"I just want a healthy baby." When asked if they want a boy or a girl, that's most likely what new parents will tell you. It's commendable. It's true.
But what do you do when that doesn't happen?
At this very moment, Alexis is laying on my chest. Her dark, wispy curls are tickling my nose. She smells like Johnson & Johnson goodness and she's just recently found out her fingers are good for sucking. She has no idea.
My heart aches. My body hurts. My eyes are swollen. I've cried for 48 hours.
Benjamin's secret was easier than this one. He's different, yes, but he's healthy.
Alexis is sick.
Alexis has cystic fibrosis.
There is no cure. Those are the words I can't stop repeating in my mind.
Down syndrome was easy. Ben will be different. He'll struggle with things that most people don't.
Knowing Alexis has a disease that will eventually take her life?
Oh God, it's completely unbearable.
So what do you do when your commendable wish for a healthy baby doesn't come true? Well, your prayer life improves. And you cry. You cry more tears than you thought you had. And you do what we've always done - take it one day; sometimes one moment at a time.
A lot of you will read this in disbelief. It probably seems like our family has walked through things that don't make sense. Don't worry; it doesn't make sense to us either. Some of you will blame God. That's okay. Some of you might be angry on our behalf. That's okay; I'm angry, too. None of you will know what to say. That's okay; don't say anything.

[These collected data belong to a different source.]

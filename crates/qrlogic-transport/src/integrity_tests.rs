// SPDX-License-Identifier: Apache-2.0
// © James Ross Ω FLYING•ROBOTS <https://github.com/flyingrobots>
//! Integrity drills for the chunk transport.

#[cfg(test)]
#[allow(clippy::expect_used, clippy::unwrap_used, clippy::panic)]
mod tests {
    use crate::*;
    use rand::prelude::*;
    use std::time::Instant;

    const DOC: &str = r##"{"name":"Greenhouse","triggers":[{"kind":"all","conditions":[{"sensor":"temperature","operator":">","value":28},{"sensor":"light","operator":">","value":600}]},{"sensor":"motion","operator":"=","value":true}],"actions":[{"type":"toggle","payload":{"device":"fan","state":"on"}},{"type":"flashBackground","payload":{"color":"#ff0000","message":"Intruder","duration":1500}}]}"##;

    fn transfer(budget: usize) -> EncodedTransfer {
        let doc = LogicDocument::from_json_str(DOC).unwrap();
        ChunkEncoder::new(budget).encode(&doc).unwrap()
    }

    /// DRILL: Single-character corruption
    ///
    /// Every position of every chunk's data, flipped, must be rejected.
    #[test]
    fn drill_every_single_char_flip_is_caught() {
        let encoded = transfer(170);
        assert!(encoded.len() > 1);
        let now = Instant::now();
        for chunk in &encoded.chunks {
            for (pos, c) in chunk.data.char_indices() {
                let mut bad = chunk.clone();
                let replacement = if c == 'x' { "y" } else { "x" };
                bad.data.replace_range(pos..pos + c.len_utf8(), replacement);
                let mut decoder = ChunkDecoder::new();
                assert!(
                    matches!(
                        decoder.scan(&bad.to_wire(), now),
                        ScanOutcome::Rejected(ScanRejection::ChecksumMismatch { .. })
                    ),
                    "flip at {pos} of chunk {} slipped through",
                    chunk.chunk_index
                );
                assert_eq!(decoder.state(), DecoderState::Idle);
            }
        }
    }

    /// DRILL: Interleaved sessions
    ///
    /// Two encodings of the same document: once one session is collecting,
    /// every frame of the other is refused, and the load that eventually
    /// happens is attributed to the first session only.
    #[test]
    fn drill_interleaved_sessions_never_merge() {
        let a = transfer(170);
        let b = transfer(170);
        assert_ne!(a.session_id, b.session_id);
        let (frames_a, frames_b) = (a.frames(), b.frames());
        let now = Instant::now();
        let mut decoder = ChunkDecoder::new();

        let ScanOutcome::Progress(progress) = decoder.scan(&frames_b[0], now) else {
            panic!("first frame of b should open a session");
        };
        for frame in &frames_a {
            assert_eq!(
                decoder.scan(frame, now),
                ScanOutcome::Rejected(ScanRejection::SessionMismatch {
                    active: b.session_id.clone(),
                    offered: a.session_id.clone(),
                    progress: progress.clone(),
                })
            );
        }
        let mut last = ScanOutcome::Ignored;
        for frame in &frames_b[1..] {
            last = decoder.scan(frame, now);
        }
        let ScanOutcome::Loaded(loaded) = last else {
            panic!("session b should complete");
        };
        assert_eq!(
            loaded.origin,
            LoadOrigin::Transfer {
                session_id: b.session_id.clone(),
                total_chunks: u32::try_from(b.len()).unwrap(),
            }
        );
    }

    /// DRILL: Decoder fuzzer
    ///
    /// Random strings, truncated frames, spliced frames and genuine frames
    /// in random order must never panic.
    #[test]
    fn drill_decoder_fuzzer() {
        let mut rng = StdRng::seed_from_u64(42);
        let encoded = transfer(170);
        let frames = encoded.frames();
        let now = Instant::now();
        let mut decoder = ChunkDecoder::new();

        for _ in 0..2000 {
            let frame = &frames[rng.gen_range(0..frames.len())];
            let input: String = match rng.gen_range(0..4) {
                0 => (0..rng.gen_range(0..64))
                    .map(|_| char::from(rng.gen_range(0x20u8..0x7f)))
                    .collect(),
                1 => {
                    let cut = rng.gen_range(0..frame.len());
                    frame.get(..cut).unwrap_or_default().to_owned()
                }
                2 => {
                    let other = &frames[rng.gen_range(0..frames.len())];
                    let cut = rng.gen_range(0..frame.len().min(other.len()));
                    format!(
                        "{}{}",
                        frame.get(..cut).unwrap_or_default(),
                        other.get(cut..).unwrap_or_default()
                    )
                }
                _ => frame.clone(),
            };
            let _ = decoder.scan(&input, now);
        }
    }
}
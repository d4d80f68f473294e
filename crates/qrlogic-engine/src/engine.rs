// SPDX-License-Identifier: Apache-2.0
// © James Ross Ω FLYING•ROBOTS <https://github.com/flyingrobots>
//! Document-level firing: evaluate every trigger on a tick, pair true
//! triggers with their actions, debounce, dispatch.

use crate::clock::{Clock, SystemClock, TimeOfDay};
use crate::evaluate::{evaluate, SensorSnapshot};
use crate::event_log::{EventLog, DEFAULT_LOG_CAPACITY};
use crate::sink::ActionSink;
use qrlogic_doc::{Action, ActionKind, LogicDocument};
use serde::Serialize;
use std::time::{Duration, Instant};
use tracing::{debug, info, trace, warn};

/// Default minimum interval between two firings of one document.
pub const DEFAULT_DEBOUNCE: Duration = Duration::from_millis(2000);

/// An action the engine asks the outside world to perform.
///
/// Serializes as the action's own `{"type", "payload"}` shape plus the
/// document name and trigger index.
#[derive(Debug, Clone, PartialEq, Serialize)]
#[serde(rename_all = "camelCase")]
pub struct ActionEvent {
    /// The action, payload included.
    #[serde(flatten)]
    pub action: Action,
    /// Name of the document whose trigger fired.
    pub source_document_name: String,
    /// Index of the trigger that fired.
    pub trigger_index: usize,
}

impl ActionEvent {
    /// Action discriminant.
    pub fn kind(&self) -> ActionKind {
        self.action.kind()
    }
}

/// What one tick did.
#[derive(Debug, Clone, PartialEq)]
pub enum TickOutcome {
    /// No document is loaded.
    NoDocument,
    /// No trigger held.
    Quiet,
    /// Triggers held but the debounce window is still closed.
    Debounced,
    /// The window was open and at least one trigger held.
    Fired {
        /// Events handed to the sink, in trigger order.
        events: Vec<ActionEvent>,
        /// Actions skipped because their payload was unusable.
        warnings: Vec<String>,
    },
}

/// Evaluates one loaded document per tick and dispatches its actions.
///
/// Debounce is document-global: once anything fires, nothing in the same
/// document fires again until the window has elapsed, whichever trigger
/// holds in between.
#[derive(Debug)]
pub struct RuleEngine<C = SystemClock> {
    clock: C,
    document: Option<LogicDocument>,
    debounce: Duration,
    last_fired: Option<Instant>,
    log: EventLog,
}

impl Default for RuleEngine<SystemClock> {
    fn default() -> Self {
        Self::new(SystemClock)
    }
}

impl<C: Clock> RuleEngine<C> {
    /// Engine with no document, the default window and log capacity.
    pub fn new(clock: C) -> Self {
        Self {
            clock,
            document: None,
            debounce: DEFAULT_DEBOUNCE,
            last_fired: None,
            log: EventLog::new(DEFAULT_LOG_CAPACITY),
        }
    }

    /// Override the debounce window.
    pub fn with_debounce(mut self, debounce: Duration) -> Self {
        self.debounce = debounce;
        self
    }

    /// Override how many log entries are kept.
    pub fn with_log_capacity(mut self, capacity: usize) -> Self {
        self.log = EventLog::new(capacity);
        self
    }

    /// Debounce window.
    pub fn debounce(&self) -> Duration {
        self.debounce
    }

    /// The loaded document, if any.
    pub fn document(&self) -> Option<&LogicDocument> {
        self.document.as_ref()
    }

    /// Human-readable event log.
    pub fn log(&self) -> &EventLog {
        &self.log
    }

    /// Install a document, replacing any previous one. The debounce window
    /// starts open.
    pub fn load(&mut self, document: LogicDocument) {
        info!(
            name = %document.name,
            triggers = document.triggers.len(),
            actions = document.actions.len(),
            "rule document loaded"
        );
        self.log
            .info(format!("loaded \"{}\"", document.name), self.clock.now());
        self.document = Some(document);
        self.last_fired = None;
    }

    /// Remove the loaded document.
    pub fn unload(&mut self) -> Option<LogicDocument> {
        let document = self.document.take()?;
        info!(name = %document.name, "rule document unloaded");
        self.log
            .info(format!("unloaded \"{}\"", document.name), self.clock.now());
        self.last_fired = None;
        Some(document)
    }

    /// Evaluate the loaded document against `snapshot` and dispatch whatever
    /// fires to `sink`.
    pub fn tick<S>(&mut self, snapshot: &SensorSnapshot, sink: &mut S) -> TickOutcome
    where
        S: ActionSink + ?Sized,
    {
        let Some(document) = self.document.as_ref() else {
            return TickOutcome::NoDocument;
        };
        let now = self.clock.now();
        let time_of_day = TimeOfDay::from_hour(self.clock.local_hour());

        let holding: Vec<usize> = document
            .triggers
            .iter()
            .enumerate()
            .filter(|(_, trigger)| evaluate(trigger, snapshot, time_of_day))
            .map(|(index, _)| index)
            .collect();
        if holding.is_empty() {
            return TickOutcome::Quiet;
        }
        if let Some(last) = self.last_fired {
            if now.saturating_duration_since(last) < self.debounce {
                trace!(name = %document.name, "debounced");
                return TickOutcome::Debounced;
            }
        }
        self.last_fired = Some(now);

        let mut events = Vec::with_capacity(holding.len());
        let mut warnings = Vec::new();
        for index in holding {
            let Some(action) = document.action_for(index) else {
                continue;
            };
            match describe(action) {
                Ok(summary) => {
                    let event = ActionEvent {
                        action: action.clone(),
                        source_document_name: document.name.clone(),
                        trigger_index: index,
                    };
                    debug!(
                        name = %document.name,
                        trigger = index,
                        kind = %event.kind(),
                        "action fired"
                    );
                    self.log
                        .info(format!("{}: {summary}", document.name), now);
                    sink.dispatch(&event);
                    events.push(event);
                }
                Err(problem) => {
                    let message = format!(
                        "{}: trigger {index} skipped {} action: {problem}",
                        document.name,
                        action.kind()
                    );
                    warn!(name = %document.name, trigger = index, %problem, "action skipped");
                    self.log.warn(message.clone(), now);
                    warnings.push(message);
                }
            }
        }
        TickOutcome::Fired { events, warnings }
    }
}

/// One-line summary of an action, or why it cannot be dispatched.
fn describe(action: &Action) -> Result<String, &'static str> {
    match action {
        Action::Log { message } => message
            .as_ref()
            .map(|m| format!("log \"{m}\""))
            .ok_or("missing message"),
        Action::Toggle { device, state } => match (device, state) {
            (Some(device), Some(state)) => {
                Ok(format!("turn {} {}", device.as_str(), state.as_str()))
            }
            (None, _) => Err("missing or unknown device"),
            (_, None) => Err("missing or unknown state"),
        },
        Action::FlashBackground {
            color,
            message,
            duration_ms,
        } => {
            let mut summary = format!("flash {}", color.as_deref().unwrap_or("default color"));
            if let Some(message) = message {
                summary.push_str(&format!(" \"{message}\""));
            }
            if let Some(ms) = duration_ms {
                summary.push_str(&format!(" for {ms} ms"));
            }
            Ok(summary)
        }
        Action::Vibrate { duration_ms } => Ok(match duration_ms {
            Some(ms) => format!("vibrate for {ms} ms"),
            None => "vibrate".to_owned(),
        }),
    }
}
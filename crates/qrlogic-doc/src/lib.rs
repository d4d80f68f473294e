// SPDX-License-Identifier: Apache-2.0
// © James Ross Ω FLYING•ROBOTS <https://github.com/flyingrobots>
//! Automation logic documents: the unit carried over the QR transport and
//! evaluated by the rule engine.
//!
//! Pure data plus the single validation boundary. Nothing here touches the
//! transport framing or the clock.

mod model;
mod parse;
mod scalar;

pub use model::{
    Action, ActionKind, Condition, Device, Group, GroupKind, LogicDocument, Operator, SensorKind,
    SwitchState, Trigger,
};
pub use parse::DocumentError;
pub use scalar::{loose_eq, Scalar};
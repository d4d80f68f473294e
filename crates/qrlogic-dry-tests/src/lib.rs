// SPDX-License-Identifier: Apache-2.0
// © James Ross Ω FLYING•ROBOTS <https://github.com/flyingrobots>
//! Shared test doubles and fixtures for qrlogic crates.
#![forbid(unsafe_code)]
//!
//! # Modules
//!
//! - [`clock`] - Manually driven clock for debounce and `timeOfDay` tests
//! - [`config`] - In-memory settings store fake for testing without filesystem
//! - [`documents`] - Document builder and canonical fixtures
//! - [`frames`] - Encoding, shuffling and corrupting chunk frames
//! - [`sink`] - Action sink that records every event

pub mod clock;
pub mod config;
pub mod documents;
pub mod frames;
pub mod sink;

pub use clock::ManualClock;
pub use config::InMemorySettingsStore;
pub use documents::{greenhouse_document, hot_log_document, DocumentBuilder, HOT_LOG_JSON};
pub use frames::{corrupt_frame, encode_frames, permuted};
pub use sink::RecordingSink;
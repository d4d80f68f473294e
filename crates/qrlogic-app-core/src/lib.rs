// SPDX-License-Identifier: Apache-2.0
// © James Ross Ω FLYING•ROBOTS <https://github.com/flyingrobots>
//! Shared application services for qrlogic tools: the settings storage
//! port and the typed settings that configure the transport and engine.
//! Keeps binaries and storage adapters thin.

pub mod config;
pub mod settings;

pub use config::{SettingsError, SettingsService, SettingsStore, SETTINGS_KEY};
pub use settings::{EngineSettings, Settings, TransportSettings};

Just be there. Cry with us. Pray for us. Don't leave us alone. Be our village.
Jesus loves my babies far more than I do. I have to believe that. I have to hold on to the truth even when I don't want to. I have to trust that He knows what He's doing. I have to pray for a miracle while still understanding that the miracle I want may not be the miracle He gives me.
I want to know she'll outlive her parents. I want to know she'll be there for her brother.
I want to keep her, dammit.
This doesn't seem fair, does it? That's okay. It's not.
God is still God. God is still good.
Where there is fear, there is faith. Where there is heartache... there is hope.